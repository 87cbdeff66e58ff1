/// Task model and database operations
///
/// Tasks belong to a user and are never physically deleted. The `is_deleted`
/// flag marks a task invisible to every default read path; only the dedicated
/// deleted listing surfaces flagged rows.
///
/// # Schema
///
/// ```sql
/// CREATE TABLE tasks (
///     id UUID PRIMARY KEY DEFAULT gen_random_uuid(),
///     title VARCHAR(255) NOT NULL,
///     description TEXT NOT NULL,
///     status task_status NOT NULL DEFAULT 'new',
///     due_date TIMESTAMPTZ NOT NULL,
///     user_id UUID NOT NULL REFERENCES users(id),
///     is_deleted BOOLEAN NOT NULL DEFAULT FALSE,
///     created_at TIMESTAMPTZ NOT NULL DEFAULT NOW(),
///     updated_at TIMESTAMPTZ NOT NULL DEFAULT NOW()
/// );
/// ```

use chrono::{DateTime, Utc};
use serde::{Deserialize, Serialize};
use sqlx::PgPool;
use uuid::Uuid;

use crate::auth::policy::TaskScope;
use super::user::Role;

/// Task workflow status
///
/// A fixed enumeration with no transition rules; any status may be written
/// at any time.
#[derive(Debug, Clone, Copy, PartialEq, Eq, Serialize, Deserialize, sqlx::Type)]
#[sqlx(type_name = "task_status", rename_all = "lowercase")]
#[serde(rename_all = "lowercase")]
pub enum TaskStatus {
    /// Newly created, not yet picked up
    New,

    /// In progress
    Pending,

    /// Completed
    Done,
}

impl TaskStatus {
    /// Gets status as string
    pub fn as_str(&self) -> &'static str {
        match self {
            TaskStatus::New => "new",
            TaskStatus::Pending => "pending",
            TaskStatus::Done => "done",
        }
    }

    /// Parses a status from its wire representation
    pub fn parse(s: &str) -> Option<Self> {
        match s {
            "new" => Some(TaskStatus::New),
            "pending" => Some(TaskStatus::Pending),
            "done" => Some(TaskStatus::Done),
            _ => None,
        }
    }
}

impl Default for TaskStatus {
    fn default() -> Self {
        TaskStatus::New
    }
}

/// Task model
#[derive(Debug, Clone, Serialize, sqlx::FromRow)]
pub struct Task {
    /// Unique task ID (UUID v4)
    pub id: Uuid,

    /// Task title
    pub title: String,

    /// Task description
    pub description: String,

    /// Workflow status
    pub status: TaskStatus,

    /// When the task is due
    pub due_date: DateTime<Utc>,

    /// Owning user ID
    pub user_id: Uuid,

    /// Soft-delete flag; flagged rows are invisible to default reads
    pub is_deleted: bool,

    /// When the task was created
    pub created_at: DateTime<Utc>,

    /// When the task was last updated
    pub updated_at: DateTime<Utc>,
}

/// Task row joined with its owner's account fields
///
/// Used by the list endpoints so owner data comes back in a single query
/// instead of one lookup per row.
#[derive(Debug, Clone, sqlx::FromRow)]
pub struct TaskWithOwner {
    pub id: Uuid,
    pub title: String,
    pub description: String,
    pub status: TaskStatus,
    pub due_date: DateTime<Utc>,
    pub user_id: Uuid,
    pub is_deleted: bool,
    pub created_at: DateTime<Utc>,
    pub updated_at: DateTime<Utc>,

    /// Owner's display name
    pub owner_username: String,

    /// Owner's email address
    pub owner_email: String,

    /// Owner's role
    pub owner_role: Role,

    /// When the owner account was created
    pub owner_created_at: DateTime<Utc>,

    /// When the owner account was last updated
    pub owner_updated_at: DateTime<Utc>,
}

/// Input for creating a new task
///
/// Status defaults to `new` and due date to the current time when omitted.
#[derive(Debug, Clone)]
pub struct CreateTask {
    pub title: String,
    pub description: String,
    pub status: Option<TaskStatus>,
    pub due_date: Option<DateTime<Utc>>,

    /// Owner, already resolved by the access policy
    pub user_id: Uuid,
}

/// Input for updating an existing task
///
/// Title, description, due date, and owner are always overwritten; status is
/// only overwritten when present.
#[derive(Debug, Clone)]
pub struct UpdateTask {
    pub title: String,
    pub description: String,
    pub due_date: DateTime<Utc>,
    pub status: Option<TaskStatus>,

    /// Owner, already resolved by the access policy
    pub user_id: Uuid,
}

const TASK_COLUMNS: &str =
    "id, title, description, status, due_date, user_id, is_deleted, created_at, updated_at";

const TASK_WITH_OWNER_COLUMNS: &str = "t.id, t.title, t.description, t.status, t.due_date, \
     t.user_id, t.is_deleted, t.created_at, t.updated_at, \
     u.username AS owner_username, u.email AS owner_email, u.role AS owner_role, \
     u.created_at AS owner_created_at, u.updated_at AS owner_updated_at";

impl Task {
    /// Creates a new task
    ///
    /// Applies the documented defaults: status `new` and due date "now" when
    /// the caller omitted them.
    pub async fn create(pool: &PgPool, data: CreateTask) -> Result<Self, sqlx::Error> {
        let task = sqlx::query_as::<_, Task>(&format!(
            r#"
            INSERT INTO tasks (title, description, status, due_date, user_id)
            VALUES ($1, $2, $3, $4, $5)
            RETURNING {TASK_COLUMNS}
            "#
        ))
        .bind(data.title)
        .bind(data.description)
        .bind(data.status.unwrap_or_default())
        .bind(data.due_date.unwrap_or_else(Utc::now))
        .bind(data.user_id)
        .fetch_one(pool)
        .await?;

        Ok(task)
    }

    /// Finds a non-deleted task by ID
    ///
    /// A soft-deleted row is indistinguishable from an absent ID here, which
    /// is what keeps deleted tasks invisible to show/update/delete.
    pub async fn find_active(pool: &PgPool, id: Uuid) -> Result<Option<Self>, sqlx::Error> {
        let task = sqlx::query_as::<_, Task>(&format!(
            "SELECT {TASK_COLUMNS} FROM tasks WHERE id = $1 AND is_deleted = FALSE"
        ))
        .bind(id)
        .fetch_optional(pool)
        .await?;

        Ok(task)
    }

    /// Updates a non-deleted task
    ///
    /// Title, description, due date, and owner are overwritten; status only
    /// when `data.status` is present.
    ///
    /// # Returns
    ///
    /// The updated task, or None when the ID does not name a visible task.
    pub async fn update(
        pool: &PgPool,
        id: Uuid,
        data: UpdateTask,
    ) -> Result<Option<Self>, sqlx::Error> {
        let mut query = String::from(
            "UPDATE tasks SET updated_at = NOW(), title = $2, description = $3, \
             due_date = $4, user_id = $5",
        );
        if data.status.is_some() {
            query.push_str(", status = $6");
        }
        query.push_str(" WHERE id = $1 AND is_deleted = FALSE RETURNING ");
        query.push_str(TASK_COLUMNS);

        let mut q = sqlx::query_as::<_, Task>(&query)
            .bind(id)
            .bind(data.title)
            .bind(data.description)
            .bind(data.due_date)
            .bind(data.user_id);

        if let Some(status) = data.status {
            q = q.bind(status);
        }

        let task = q.fetch_optional(pool).await?;

        Ok(task)
    }

    /// Soft-deletes a non-deleted task
    ///
    /// # Returns
    ///
    /// True if a visible task was flagged, false when the ID does not name
    /// one (already deleted rows included).
    pub async fn soft_delete(pool: &PgPool, id: Uuid) -> Result<bool, sqlx::Error> {
        let result = sqlx::query(
            "UPDATE tasks SET is_deleted = TRUE, updated_at = NOW() \
             WHERE id = $1 AND is_deleted = FALSE",
        )
        .bind(id)
        .execute(pool)
        .await?;

        Ok(result.rows_affected() > 0)
    }

    /// Lists tasks in a scope with their owners, newest first
    pub async fn list(
        pool: &PgPool,
        scope: &TaskScope,
        limit: i64,
        offset: i64,
    ) -> Result<Vec<TaskWithOwner>, sqlx::Error> {
        let tasks = match scope {
            TaskScope::All => {
                sqlx::query_as::<_, TaskWithOwner>(&format!(
                    "SELECT {TASK_WITH_OWNER_COLUMNS} FROM tasks t \
                     JOIN users u ON u.id = t.user_id \
                     WHERE t.is_deleted = FALSE \
                     ORDER BY t.created_at DESC LIMIT $1 OFFSET $2"
                ))
                .bind(limit)
                .bind(offset)
                .fetch_all(pool)
                .await?
            }
            TaskScope::Owned(owner_id) => {
                sqlx::query_as::<_, TaskWithOwner>(&format!(
                    "SELECT {TASK_WITH_OWNER_COLUMNS} FROM tasks t \
                     JOIN users u ON u.id = t.user_id \
                     WHERE t.is_deleted = FALSE AND t.user_id = $1 \
                     ORDER BY t.created_at DESC LIMIT $2 OFFSET $3"
                ))
                .bind(owner_id)
                .bind(limit)
                .bind(offset)
                .fetch_all(pool)
                .await?
            }
            TaskScope::Deleted => {
                sqlx::query_as::<_, TaskWithOwner>(&format!(
                    "SELECT {TASK_WITH_OWNER_COLUMNS} FROM tasks t \
                     JOIN users u ON u.id = t.user_id \
                     WHERE t.is_deleted = TRUE \
                     ORDER BY t.created_at DESC LIMIT $1 OFFSET $2"
                ))
                .bind(limit)
                .bind(offset)
                .fetch_all(pool)
                .await?
            }
        };

        Ok(tasks)
    }

    /// Counts tasks in a scope
    ///
    /// Pagination totals come from here so they cover the filtered scope,
    /// not the whole table.
    pub async fn count(pool: &PgPool, scope: &TaskScope) -> Result<i64, sqlx::Error> {
        let count: i64 = match scope {
            TaskScope::All => {
                sqlx::query_scalar("SELECT COUNT(*) FROM tasks WHERE is_deleted = FALSE")
                    .fetch_one(pool)
                    .await?
            }
            TaskScope::Owned(owner_id) => {
                sqlx::query_scalar(
                    "SELECT COUNT(*) FROM tasks WHERE is_deleted = FALSE AND user_id = $1",
                )
                .bind(owner_id)
                .fetch_one(pool)
                .await?
            }
            TaskScope::Deleted => {
                sqlx::query_scalar("SELECT COUNT(*) FROM tasks WHERE is_deleted = TRUE")
                    .fetch_one(pool)
                    .await?
            }
        };

        Ok(count)
    }
}

#[cfg(test)]
mod tests {
    use super::*;

    #[test]
    fn test_status_as_str() {
        assert_eq!(TaskStatus::New.as_str(), "new");
        assert_eq!(TaskStatus::Pending.as_str(), "pending");
        assert_eq!(TaskStatus::Done.as_str(), "done");
    }

    #[test]
    fn test_status_parse() {
        assert_eq!(TaskStatus::parse("new"), Some(TaskStatus::New));
        assert_eq!(TaskStatus::parse("pending"), Some(TaskStatus::Pending));
        assert_eq!(TaskStatus::parse("done"), Some(TaskStatus::Done));
        assert_eq!(TaskStatus::parse("archived"), None);
        assert_eq!(TaskStatus::parse("Done"), None);
    }

    #[test]
    fn test_status_default_is_new() {
        assert_eq!(TaskStatus::default(), TaskStatus::New);
    }

    #[test]
    fn test_status_serializes_lowercase() {
        assert_eq!(serde_json::to_string(&TaskStatus::New).unwrap(), "\"new\"");
        assert_eq!(
            serde_json::to_string(&TaskStatus::Pending).unwrap(),
            "\"pending\""
        );
    }

    // Integration tests for database operations are in the api crate's tests/
}
//! # Taskboard Shared Library
//!
//! This crate contains shared types and business logic used by the Taskboard
//! API server.
//!
//! ## Module Organization
//!
//! - `models`: Database models and data structures
//! - `auth`: Authentication primitives and the task access policy
//! - `db`: Connection pool and migration utilities

pub mod auth;
pub mod db;
pub mod models;

/// Current version of the Taskboard shared library
pub const VERSION: &str = env!("CARGO_PKG_VERSION");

* Task to complete
With "last" as the search string, filter the records and return each line that has it.

* Exercise response
    /// When the task was last updated
    /// When the owner account was last updated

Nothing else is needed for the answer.